The Sun will be nearly covered by the moon on May 20, in some countries people may only see a partial eclipse.
The sunrises and sunsets often fascinate people, but to those who live in the western United States and East Asia, there will be a special glow in a few days: the Moon will pass in front of the sun, leaving only a bright halo Light.
It has been almost two decades since a “ring of fire” was visible in the U.S.. To celebrate the end of that long run, some 30 national parks that are in the path of the eclipse have organized party for this.
The show will first start at dawn on Sunday in East Asia. If weather permits, millions of people who get up early in southern China, Taiwan and southeast of Japan will see the formation of the stellar ring.
Then, the eclipse will tour the Pacific and the western United States and come the bright final. The ring will be visible from Oregon, northern California, central Nevada, southern Utah, northern Arizona and New Mexico, and finally in Texas, at sunset on Sunday.

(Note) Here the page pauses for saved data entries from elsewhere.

//! User account models.

use serde::{Deserialize, Serialize};

/// A locally-constructed user account.
///
/// There is no credential verification anywhere in the system; accounts are
/// built by the mock authentication flows and persisted as a single record.
#[derive(Debug, Clone, Serialize, Deserialize, PartialEq)]
pub struct UserAccount {
    /// Local UUID, generated at construction
    pub id: String,
    /// Display name
    pub name: String,
    /// Email address as entered
    pub email: String,
    /// Join timestamp
    pub joined_at: String,
    /// Social provider, if the account came from a social sign-in
    pub provider: Option<String>,
}

impl UserAccount {
    /// Create a new account with the given name and email.
    pub fn new(name: String, email: String) -> Self {
        Self {
            id: uuid::Uuid::new_v4().to_string(),
            name,
            email,
            joined_at: chrono::Utc::now().to_rfc3339(),
            provider: None,
        }
    }

    /// Create an account from a social provider sign-in.
    pub fn from_provider(provider: &str) -> Self {
        let mut account = Self::new(
            format!("User from {}", provider),
            format!("user@{}.com", provider),
        );
        account.provider = Some(provider.to_string());
        account
    }

    /// First letter of the display name, uppercased, for the avatar badge.
    pub fn avatar_initial(&self) -> Option<char> {
        self.name.chars().next().map(|c| c.to_ascii_uppercase())
    }
}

For three hours, the stellar ring will follow a route of 13,679 km. Views will last about two hours from start to finish, although the eclipse of the ring last five minutes at most, depending on location.
Outside this narrow strip a partial eclipse will be seen in parts of western, central and southern United States and in parts of Canada and Mexico.
People in Asia are excited about the event. In Japan, there will be lifts at an early hour to give the tourists a panoramic view from the mountains. The boats make special trips for people to enjoy the show.
The Taipei Astronomical Museum will open at dawn and the Hong Kong Space Museum will place special telescopes outside its building.